## Problem
The answer is the line that contains "palette.accent(&access_count.to_string())" followed by every later line of the entries below, each repeated exactly, and nothing else.
Start of Data to examine
//! Plain-text rendering for the console menu and one-shot commands.
//!
//! Everything here returns `String`s so the menu loop, the CLI subcommands
//! and the tests share one formatting path. Styling goes through [`Palette`],
//! which emits ANSI sequences only when color is enabled.

use crossterm::style::{Color, Stylize};
use monkey_core::MonkeyRecord;
use std::collections::BTreeMap;

/// Title shown next to the banner art.
pub const APP_TITLE: &str = "Monkeys";

const BANNER_ART: [&str; 8] = [
    r#"   __,="``"=.__"#,
    r"  /  _       _  \",
    r" /  (o)     (o)  \",
    r"|      ___         |",
    r"|    (____)        |",
    r" \                /",
    r"  `._  \___/  _.'",
    r"     `-.___.-'",
];

const FACE_ART: [&str; 7] = [
    r"  .-''''-.",
    r" /  .--.  \",
    r"|  /    \  |",
    r"| |  ()  | |",
    r"|  \ -- /  |",
    r" \  '--'  /",
    r"  `-.__.-'",
];

// ============================================================================
// Palette
// ============================================================================

/// Console styling switch. The default is plain text.
#[derive(Debug, Clone, Copy, Default, PartialEq, Eq)]
pub struct Palette {
    color: bool,
}

impl Palette {
    /// Creates a palette; `color = false` produces plain text.
    pub fn new(color: bool) -> Self {
        Self { color }
    }

    /// A palette that never emits escape sequences.
    pub fn plain() -> Self {
        Self::new(false)
    }

    /// Whether ANSI styling is enabled.
    pub fn is_color(&self) -> bool {
        self.color
    }

    fn paint(&self, text: &str, color: Color, bold: bool) -> String {
        if !self.color {
            return text.to_string();
        }
        let styled = text.with(color);
        if bold {
            styled.bold().to_string()
        } else {
            styled.to_string()
        }
    }

    /// Titles and menu headings.
    pub fn heading(&self, text: &str) -> String {
        self.paint(text, Color::Cyan, true)
    }

    /// Field labels in detail views.
    pub fn label(&self, text: &str) -> String {
        self.paint(text, Color::DarkGrey, true)
    }

    /// Recoverable problems reported to the user.
    pub fn warning(&self, text: &str) -> String {
        self.paint(text, Color::Yellow, false)
    }

    /// Highlighted values such as access counts.
    pub fn accent(&self, text: &str) -> String {
        self.paint(text, Color::Green, false)
    }
}

// ============================================================================
// Banner and Menu
// ============================================================================

/// ASCII banner printed when the menu starts.
pub fn banner(palette: &Palette) -> String {
    let mut out = String::from("\n");
    let title_row = 4;
    for (row, line) in BANNER_ART.iter().enumerate() {
        if row == title_row {
            out.push_str(&format!("{line}  {}\n", palette.heading(APP_TITLE)));
        } else {
            out.push_str(line);
            out.push('\n');
        }
    }
    out.push('\n');
    out
}

/// Menu options, without the trailing prompt.
pub fn menu(palette: &Palette) -> String {
    let mut out = String::new();
    out.push_str(&format!("{}\n", palette.heading("Select an option:")));
    out.push_str("1) List all monkeys\n");
    out.push_str("2) Get details by name\n");
    out.push_str("3) Get a random monkey\n");
    out.push_str("4) Exit\n");
    out
}

// ============================================================================
// Catalog Table
// ============================================================================

/// Renders the catalog as an aligned table with access counts.
///
/// `counts` is a tracker snapshot; missing names show 0.
pub fn catalog_table(
    records: &[MonkeyRecord],
    counts: &BTreeMap<String, u64>,
    palette: &Palette,
) -> String {
    let name_width = column_width("Name", records.iter().map(|r| r.name.as_str()));
    let location_width = column_width("Location", records.iter().map(|r| r.location.as_str()));
    let total_width = name_width + location_width + 12 + 10 + 9;
    let rule = "-".repeat(total_width);

    let mut out = String::from("\n");
    out.push_str(&format!("Total monkeys: {}\n", records.len()));
    out.push_str(&rule);
    out.push('\n');
    let header = format!(
        "{:<name_width$} | {:<location_width$} | {:>12} | {:>10}",
        "Name", "Location", "Population", "Accesses"
    );
    out.push_str(&format!("{}\n", palette.heading(&header)));
    out.push_str(&rule);
    out.push('\n');

    for record in records {
        let count = counts.get(&record.name).copied().unwrap_or(0);
        let count_cell = format!("{count:>10}");
        let count_cell = if count > 0 {
            palette.accent(&count_cell)
        } else {
            count_cell
        };
        out.push_str(&format!(
            "{:<name_width$} | {:<location_width$} | {:>12} | {}\n",
            record.name, record.location, record.population, count_cell
        ));
    }

    out.push_str(&rule);
    out.push('\n');
    out.push('\n');
    out
}

fn column_width<'a>(header: &str, values: impl Iterator<Item = &'a str>) -> usize {
    values
        .map(|v| v.chars().count())
        .chain(std::iter::once(header.chars().count()))
        .max()
        .unwrap_or(0)
}

// ============================================================================
// Details
// ============================================================================

/// Renders one record with the monkey face and its access count.
pub fn monkey_details(record: &MonkeyRecord, access_count: u64, palette: &Palette) -> String {
    let mut out = String::from("\n");
    for line in FACE_ART {
        out.push_str(line);
        out.push('\n');
    }
    out.push('\n');

    let fields = [
        ("Name:", record.name.clone()),
        ("Location:", record.location.clone()),
        ("Population:", record.population.to_string()),
        ("Details:", record.details.clone()),
        ("Image URL:", record.image_url.clone()),
        ("Coordinates:", record.coordinates_display()),
    ];
    for (label, value) in fields {
        out.push_str(&format!("{} {value}\n", palette.label(label)));
    }
    out.push_str(&format!(
        "{} {}\n",
        palette.label("Access count:"),
        palette.accent(&access_count.to_string())
    ));
    out.push('\n');
    out
}

/// Message for a name that resolved to nothing.
pub fn not_found(name: &str, palette: &Palette) -> String {
    palette.warning(&format!("No monkey found with name '{name}'."))
}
End of Data to examine
## Reply
        palette.accent(&access_count.to_string())
    ));
    out.push('\n');
    out
}

/// Message for a name that resolved to nothing.
pub fn not_found(name: &str, palette: &Palette) -> String {
    palette.warning(&format!("No monkey found with name '{name}'."))
}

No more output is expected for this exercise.